1 – Islam came to make things easy for people and not to burden them with things they cannot do. Allaah says (interpretation of the meaning):
“Allaah burdens not a person beyond his scope. He gets reward for that (good) which he has earned, and he is punished for that (evil) which he has earned”
Allaah has enjoined wudoo’ upon the Muslims, but because He knows that some of them are weak and unable to do it, He has granted them a concession and has prescribed tayammum as an alternative to water, and made it a means of purification for the Muslim.
But if it is too difficult to do tayammum, then it is permissible to pray without wudoo’ and without tayammum. This is like the case of one who cannot find a garment to cover his awrah in prayer; it is permissible for him to pray without a garment.
If someone can help you to do ghusl or wduoo’, then all well and good, and that will suffice you for the rest of the day so long as you do not break that wudoo’ in any way.
If you do tayammum for yourself or if someone else does it for you, it is sufficient to pass your hand over the dust, and wipe whatever you can of your face.
You may also – because of hardship and sickness – put two prayers together if it is difficult for you to do wudoo’ at the time of the second prayer.
If it is not easy for you to do wudoo’ or tayammum until the time for the prayer is nearly over, then you have to pray even if you did not purify yourself with either water or dust.
The evidence that it is permissible for a man to pray even if he cannot purify himself is as follows:
It was narrated that ‘Aa’ishah borrowed a necklace from ‘Asma’ and lost it. The Messenger of Allaah (peace and blessings of Allaah be upon him) sent a man to find it, then the time for prayer came but they did not have any water, so they prayed then complained about that to the Messenger of Allaah (peace and blessings of Allaah be upon him). Then Allaah revealed the verse of tayammum. Usayd ibn Hudayr said to ‘Aa’ishah, “May Allaah reward you with good, for by Allaah there has never happened to you anything that you dislike but Allaah brought something good for you and for the Muslims through it.”
(Narrated by al-Bukhaari, 329; Muslim, 367)
In a report narrated by al-Tabaraani and Abu ‘Awwaanah, it states clearly that they prayed without wudoo’.
It was narrated that ‘Aa’ishah said: “The Messenger of Allaah (peace and blessings of Allaah be upon him) sent Usayd ibn Hudayr and some others to look for a necklace that ‘Aa’ishah had lost. The time for prayer came and they prayed without wudoo’. When they came to the Prophet (peace and blessings of Allaah be upon him) they complained to him about that, then the verse of tayammum was revealed.” Al-Nufayli added: And Usayd ibn Hudayr said: “May Allaah reward you with good, for by Allaah there has never happened to you anything that you dislike but Allaah granted relief for you and for the Muslims through it.”
Narrated by Abu Awwaanah, 873; al-Tabaraani, 131.

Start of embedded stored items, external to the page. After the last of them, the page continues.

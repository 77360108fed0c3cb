//! Engine observer trait: the engine's only output channel.

use wear_action::ProgressStage;
use wear_core::{ActorId, TargetId, TargetInfo, Tick, ToolSnapshot};

/// Summary of one scheduler pass.
#[derive(Copy, Clone, Debug, Default, PartialEq, Eq)]
pub struct PassReport {
    pub tick:      Tick,
    pub pass:      u64,
    /// Signals applied from the inbox at the start of the pass.
    pub signals:   usize,
    /// Records still active after the pass.
    pub active:    usize,
    pub completed: usize,
    pub aborted:   usize,
    pub timed_out: usize,
    pub departed:  usize,
}

/// Callbacks invoked by the engine.
///
/// All methods have default no-op implementations so implementors only need
/// to override what they care about.
///
/// # Example: progress printer
///
/// ```rust,ignore
/// struct Printer;
///
/// impl EngineObserver for Printer {
///     fn finalize_action(&mut self, actor: ActorId, target: &TargetInfo, _tool: &ToolSnapshot) {
///         println!("{actor} finished {}", target.category);
///     }
/// }
/// ```
pub trait EngineObserver {
    /// The action completed; the host should perform the harvest now.
    /// Called exactly once per completed action.
    fn finalize_action(&mut self, _actor: ActorId, _target: &TargetInfo, _tool: &ToolSnapshot) {}

    /// Update (or clear) the progress overlay.  Repeated stages are filtered;
    /// `Clear` always arrives.
    fn set_progress_stage(&mut self, _actor: ActorId, _target: TargetId, _stage: ProgressStage) {}

    /// Called after every pass.
    fn on_pass_end(&mut self, _report: &PassReport) {}
}

/// An [`EngineObserver`] that does nothing.
pub struct NoopObserver;

impl EngineObserver for NoopObserver {}
//! Base error type.
//!
//! Sub-crates define their own error enums and convert them into `WearError`
//! via `From` impls where a shared type is convenient.  Runtime operations of
//! the core never fail; these errors come from loading and building only.

use thiserror::Error;

/// The top-level error type for `wear-core` and a common base for sub-crates.
#[derive(Debug, Error)]
pub enum WearError {
    #[error("configuration error: {0}")]
    Config(String),

    #[error("parse error: {0}")]
    Parse(String),

    #[error("I/O error: {0}")]
    Io(#[from] std::io::Error),
}

/// Shorthand result type for the `wear-*` crates.
pub type WearResult<T> = Result<T, WearError>;
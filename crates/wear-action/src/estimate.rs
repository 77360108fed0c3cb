//! Baseline action duration, from an ordered list of strategies.
//!
//! Strategies are tried in order and the first `Some` wins.  The default
//! estimator is:
//!
//! 1. [`ActorSpeedStrategy`]: the actor's own speed attribute, when the
//!    host supports one;
//! 2. [`TargetSpeedStrategy`]: the target's speed for the held tool;
//! 3. [`HeuristicStrategy`]: a static table that always answers.
//!
//! Strategies fail soft: an unavailable or nonsensical reading is `None`.

use wear_core::{ActorId, TargetInfo, ToolSnapshot, TICKS_PER_SECOND};

use crate::{ActionHost, HeuristicTable};

/// Convert a speed (targets per second) into ticks.
///
/// `None` for zero, negative and non-finite speeds; otherwise at least 1.
pub fn speed_to_ticks(speed: f64) -> Option<u64> {
    if !speed.is_finite() || speed <= 0.0 {
        return None;
    }
    let ticks = (TICKS_PER_SECOND as f64 / speed).round();
    Some((ticks as u64).max(1))
}

// ── Trait ─────────────────────────────────────────────────────────────────────

/// One source of baseline durations.
pub trait DurationStrategy {
    /// Baseline ticks for `actor` working `target` with `tool`, or `None` to
    /// defer to the next strategy.
    fn estimate(
        &self,
        host:   &dyn ActionHost,
        actor:  ActorId,
        target: &TargetInfo,
        tool:   &ToolSnapshot,
    ) -> Option<u64>;

    /// Short label for logs.
    fn name(&self) -> &'static str;
}

// ── Built-in strategies ───────────────────────────────────────────────────────

pub struct ActorSpeedStrategy;

impl DurationStrategy for ActorSpeedStrategy {
    fn estimate(
        &self,
        host:    &dyn ActionHost,
        actor:   ActorId,
        _target: &TargetInfo,
        _tool:   &ToolSnapshot,
    ) -> Option<u64> {
        if !host.supports_speed_attribute() {
            return None;
        }
        host.actor_speed(actor).and_then(speed_to_ticks)
    }

    fn name(&self) -> &'static str {
        "actor-speed"
    }
}

pub struct TargetSpeedStrategy;

impl DurationStrategy for TargetSpeedStrategy {
    fn estimate(
        &self,
        host:   &dyn ActionHost,
        _actor: ActorId,
        target: &TargetInfo,
        tool:   &ToolSnapshot,
    ) -> Option<u64> {
        host.target_speed(target, &tool.category).and_then(speed_to_ticks)
    }

    fn name(&self) -> &'static str {
        "target-speed"
    }
}

/// Static fallback backed by a [`HeuristicTable`].
pub struct HeuristicStrategy(pub HeuristicTable);

impl DurationStrategy for HeuristicStrategy {
    fn estimate(
        &self,
        _host:  &dyn ActionHost,
        _actor: ActorId,
        target: &TargetInfo,
        tool:   &ToolSnapshot,
    ) -> Option<u64> {
        Some(self.0.ticks(target, &tool.category))
    }

    fn name(&self) -> &'static str {
        "heuristic"
    }
}

// ── DurationEstimator ─────────────────────────────────────────────────────────

pub struct DurationEstimator {
    strategies: Vec<Box<dyn DurationStrategy>>,
    /// Used when every strategy defers.
    fallback:   u64,
}

impl Default for DurationEstimator {
    fn default() -> Self {
        Self::with_table(HeuristicTable::default())
    }
}

impl DurationEstimator {
    /// The standard three-tier estimator over `table`.
    pub fn with_table(table: HeuristicTable) -> Self {
        let fallback = table.undesignated_ticks();
        Self {
            strategies: vec![
                Box::new(ActorSpeedStrategy),
                Box::new(TargetSpeedStrategy),
                Box::new(HeuristicStrategy(table)),
            ],
            fallback,
        }
    }

    /// An estimator with a custom strategy list.
    pub fn from_strategies(strategies: Vec<Box<dyn DurationStrategy>>, fallback: u64) -> Self {
        Self { strategies, fallback: fallback.max(1) }
    }

    /// Baseline ticks; always at least 1.
    pub fn estimate(
        &self,
        host:   &dyn ActionHost,
        actor:  ActorId,
        target: &TargetInfo,
        tool:   &ToolSnapshot,
    ) -> u64 {
        self.estimate_with_source(host, actor, target, tool).0
    }

    /// Baseline ticks plus the name of the strategy that produced them.
    pub fn estimate_with_source(
        &self,
        host:   &dyn ActionHost,
        actor:  ActorId,
        target: &TargetInfo,
        tool:   &ToolSnapshot,
    ) -> (u64, &'static str) {
        self.strategies
            .iter()
            .find_map(|s| s.estimate(host, actor, target, tool).map(|t| (t.max(1), s.name())))
            .unwrap_or((self.fallback, "fallback"))
    }
}
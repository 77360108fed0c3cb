//! Item, tool and target snapshots exchanged with the host.
//!
//! The host owns the real inventory.  It hands the core value snapshots and
//! applies whatever the core decides; the core never holds references into
//! host state.

use crate::{Category, Percent, TargetId, ToolClass};

// ── ItemState ─────────────────────────────────────────────────────────────────

/// Wear state of one item.
///
/// `damage` counts consumed wear points; the item is used up when
/// `damage >= max_wear`.  Items with `max_wear == 0` do not wear at all.
#[derive(Clone, Debug, PartialEq, Eq)]
#[cfg_attr(feature = "serde", derive(serde::Serialize, serde::Deserialize))]
pub struct ItemState {
    pub category: Category,
    pub max_wear: u32,
    pub damage:   u32,
    /// Set by auto-protect when the item is held at its last point.
    pub broken:   bool,
    /// Host-side naming, only read by salvage rules.
    pub label:    ItemLabel,
}

impl ItemState {
    /// A fresh, undamaged item.
    pub fn new(category: impl Into<Category>, max_wear: u32) -> Self {
        Self {
            category: category.into(),
            max_wear,
            damage: 0,
            broken: false,
            label: ItemLabel::default(),
        }
    }

    pub fn with_label(mut self, label: ItemLabel) -> Self {
        self.label = label;
        self
    }

    /// Builder-style damage setter, clamped to `max_wear`.
    pub fn with_damage(mut self, damage: u32) -> Self {
        self.damage = damage.min(self.max_wear);
        self
    }

    /// Capability check: only items with a wear budget participate.
    #[inline]
    pub fn supports_wear(&self) -> bool {
        self.max_wear > 0
    }

    #[inline]
    pub fn remaining(&self) -> u32 {
        self.max_wear.saturating_sub(self.damage)
    }

    /// Remaining health as a percent (100 for items without wear).
    #[inline]
    pub fn remaining_percent(&self) -> Percent {
        Percent::of_remaining(self.remaining(), self.max_wear)
    }

    /// `true` if applying `delta` more damage would use the item up.
    #[inline]
    pub fn would_break(&self, delta: u32) -> bool {
        self.supports_wear() && self.damage.saturating_add(delta) >= self.max_wear
    }

    /// Freeze identity and wear percent for tracking.
    pub fn snapshot(&self) -> ToolSnapshot {
        ToolSnapshot {
            category: self.category.clone(),
            wear:     self.remaining_percent(),
        }
    }
}

// ── ItemLabel ─────────────────────────────────────────────────────────────────

/// Custom name, lore lines and model tag an item may carry.
#[derive(Clone, Debug, Default, PartialEq, Eq)]
#[cfg_attr(feature = "serde", derive(serde::Serialize, serde::Deserialize))]
pub struct ItemLabel {
    pub name:       Option<String>,
    pub lore:       Vec<String>,
    pub model_data: Option<i64>,
}

impl ItemLabel {
    /// Case-insensitive substring test on the custom name.
    pub fn name_contains(&self, needle: &str) -> bool {
        let needle = needle.to_lowercase();
        self.name.as_deref().is_some_and(|n| n.to_lowercase().contains(&needle))
    }

    /// Case-insensitive substring test over every lore line.
    pub fn lore_contains(&self, needle: &str) -> bool {
        let needle = needle.to_lowercase();
        self.lore.iter().any(|line| line.to_lowercase().contains(&needle))
    }
}

// ── ToolSnapshot ──────────────────────────────────────────────────────────────

/// Identity and health of the acting tool, captured when an action starts.
#[derive(Clone, Debug, PartialEq, Eq)]
#[cfg_attr(feature = "serde", derive(serde::Serialize, serde::Deserialize))]
pub struct ToolSnapshot {
    pub category: Category,
    /// Remaining health at capture time.
    pub wear:     Percent,
}

impl ToolSnapshot {
    pub fn new(category: impl Into<Category>, wear: Percent) -> Self {
        Self { category: category.into(), wear }
    }

    /// Tool identity is its category; wear changes don't make it a new tool.
    #[inline]
    pub fn same_tool(&self, held: &Category) -> bool {
        &self.category == held
    }
}

// ── TargetInfo ────────────────────────────────────────────────────────────────

/// The thing an action is aimed at.
#[derive(Clone, Debug, PartialEq, Eq)]
#[cfg_attr(feature = "serde", derive(serde::Serialize, serde::Deserialize))]
pub struct TargetInfo {
    pub id:          TargetId,
    pub category:    Category,
    /// Tool class the target is meant to be harvested with, if any.
    pub designation: Option<ToolClass>,
}

impl TargetInfo {
    pub fn new(id: TargetId, category: impl Into<Category>, designation: Option<ToolClass>) -> Self {
        Self { id, category: category.into(), designation }
    }

    /// `true` when `tool` is the designated class, or the target has none.
    pub fn accepts(&self, tool: &Category) -> bool {
        match self.designation {
            Some(class) => class.fits(tool),
            None => true,
        }
    }
}

// ── EquipSlot ─────────────────────────────────────────────────────────────────

/// Where an item sits on the actor.
#[derive(Copy, Clone, PartialEq, Eq, Hash, Debug)]
#[cfg_attr(feature = "serde", derive(serde::Serialize, serde::Deserialize))]
pub enum EquipSlot {
    MainHand,
    OffHand,
    Head,
    Chest,
    Legs,
    Feet,
}

impl EquipSlot {
    #[inline]
    pub fn is_armor(self) -> bool {
        matches!(self, EquipSlot::Head | EquipSlot::Chest | EquipSlot::Legs | EquipSlot::Feet)
    }

    #[inline]
    pub fn is_hand(self) -> bool {
        !self.is_armor()
    }
}
//! `MultiplierResolver`: the wear multiplier for an actor + category pair.
//!
//! # Stages
//!
//! Strictly multiplicative; every unconfigured stage is the identity.
//!
//! 1. **Base**: the global default multiplier.
//! 2. **Category**: special categories (e.g. `ELYTRA`) first swap in their
//!    own default; a category override (exact or prefix family) then
//!    *replaces* the base.
//! 3. **Context**: multiply by the factor configured for the actor's
//!    current zone / world, if any.
//! 4. **Bonus tier**: multiply by the factor of the first tier, in declared
//!    order, whose tag the actor holds.  Later tiers are not consulted.
//!
//! A result `≤ 0` tells callers "never apply wear"; it is not clamped here.

use std::collections::{BTreeSet, HashMap, HashSet};

use wear_core::Category;
use wear_curve::CategoryMatcher;

// ── TagSet ────────────────────────────────────────────────────────────────────

/// Something that can answer "does the actor hold this tag?".
///
/// Hosts typically back this with their permission system; the core only
/// needs the yes/no answer.
pub trait TagSet {
    fn holds(&self, tag: &str) -> bool;
}

/// An actor holding no tags.
pub struct NoTags;

impl TagSet for NoTags {
    #[inline]
    fn holds(&self, _tag: &str) -> bool {
        false
    }
}

impl TagSet for [&str] {
    fn holds(&self, tag: &str) -> bool {
        self.iter().any(|t| *t == tag)
    }
}

impl TagSet for [String] {
    fn holds(&self, tag: &str) -> bool {
        self.iter().any(|t| t == tag)
    }
}

impl TagSet for HashSet<String> {
    fn holds(&self, tag: &str) -> bool {
        self.contains(tag)
    }
}

impl TagSet for BTreeSet<String> {
    fn holds(&self, tag: &str) -> bool {
        self.contains(tag)
    }
}

impl TagSet for Vec<String> {
    fn holds(&self, tag: &str) -> bool {
        self.as_slice().holds(tag)
    }
}

// ── BonusTier ─────────────────────────────────────────────────────────────────

/// A tag-gated multiplicative bonus.
#[derive(Clone, Debug, PartialEq)]
pub struct BonusTier {
    pub tag:    String,
    pub factor: f64,
}

impl BonusTier {
    pub fn new(tag: impl Into<String>, factor: f64) -> Self {
        Self { tag: tag.into(), factor }
    }
}

// ── MultiplierBreakdown ───────────────────────────────────────────────────────

/// Per-stage factors of one resolution, for diagnostics.
#[derive(Clone, Debug, PartialEq)]
pub struct MultiplierBreakdown {
    /// Base after the category stage.
    pub base:    f64,
    pub context: f64,
    pub bonus:   f64,
    /// Tag of the tier that matched, if any.
    pub tier:    Option<String>,
}

impl MultiplierBreakdown {
    #[inline]
    pub fn total(&self) -> f64 {
        self.base * self.context * self.bonus
    }
}

// ── MultiplierResolver ────────────────────────────────────────────────────────

/// Composes the wear multiplier (see module docs).
///
/// Pure: a function of its configuration and the call arguments only.
#[derive(Clone, Debug)]
pub struct MultiplierResolver {
    global:           f64,
    special_defaults: HashMap<Category, f64>,
    categories:       CategoryMatcher<f64>,
    contexts:         HashMap<String, f64>,
    /// Evaluated in order; first held tag wins.
    tiers:            Vec<BonusTier>,
}

impl Default for MultiplierResolver {
    /// The identity resolver: every resolution yields exactly 1.0.
    fn default() -> Self {
        Self::new(1.0)
    }
}

impl MultiplierResolver {
    pub fn new(global: f64) -> Self {
        Self {
            global,
            special_defaults: HashMap::new(),
            categories:       CategoryMatcher::new(),
            contexts:         HashMap::new(),
            tiers:            Vec::new(),
        }
    }

    /// Substitute `default` for the global base when resolving `category`.
    pub fn with_special_default(mut self, category: impl Into<Category>, default: f64) -> Self {
        self.special_defaults.insert(category.into(), default);
        self
    }

    pub fn with_categories(mut self, categories: CategoryMatcher<f64>) -> Self {
        self.categories = categories;
        self
    }

    pub fn with_context(mut self, context: impl Into<String>, factor: f64) -> Self {
        self.contexts.insert(context.into(), factor);
        self
    }

    /// Replace the tier list; order is evaluation priority.
    pub fn with_tiers(mut self, tiers: Vec<BonusTier>) -> Self {
        self.tiers = tiers;
        self
    }

    /// Final multiplier for `category` used by an actor holding `tags` in
    /// `context`.
    #[inline]
    pub fn resolve<T: TagSet + ?Sized>(
        &self,
        tags:     &T,
        category: &Category,
        context:  Option<&str>,
    ) -> f64 {
        self.breakdown(tags, category, context).total()
    }

    /// Like [`resolve`][Self::resolve] but keeps every stage's factor.
    pub fn breakdown<T: TagSet + ?Sized>(
        &self,
        tags:     &T,
        category: &Category,
        context:  Option<&str>,
    ) -> MultiplierBreakdown {
        // ── Stages 1–2: base, special default, category override ──────────
        let default = self.special_defaults.get(category).copied().unwrap_or(self.global);
        let base = *self.categories.find_or(category, &default);

        // ── Stage 3: context ──────────────────────────────────────────────
        let context = context
            .and_then(|c| self.contexts.get(c))
            .copied()
            .unwrap_or(1.0);

        // ── Stage 4: first held tier ──────────────────────────────────────
        let tier = self.tiers.iter().find(|t| tags.holds(&t.tag));

        MultiplierBreakdown {
            base,
            context,
            bonus: tier.map_or(1.0, |t| t.factor),
            tier:  tier.map(|t| t.tag.clone()),
        }
    }

    pub fn tiers(&self) -> &[BonusTier] {
        &self.tiers
    }
}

This indicates that in the absence of water – which was the only means of purification before tayammum – it is permissible to pray without wudoo’, so it is more apt that it is permissible to pray in the absence of dust which is of a lower status than water.
From this it may be understood that the person who is unable to purify himself – whether that is because there is no means of purification or because he is unable to find it or is unable to use it if it is present – is permitted to pray without purifying himself.
Al-Bukhaari included this hadeeth in a chapter entitled, Baab idha lam yajid maa’an wa laa turaaban (Chapter: if there is no water or dust).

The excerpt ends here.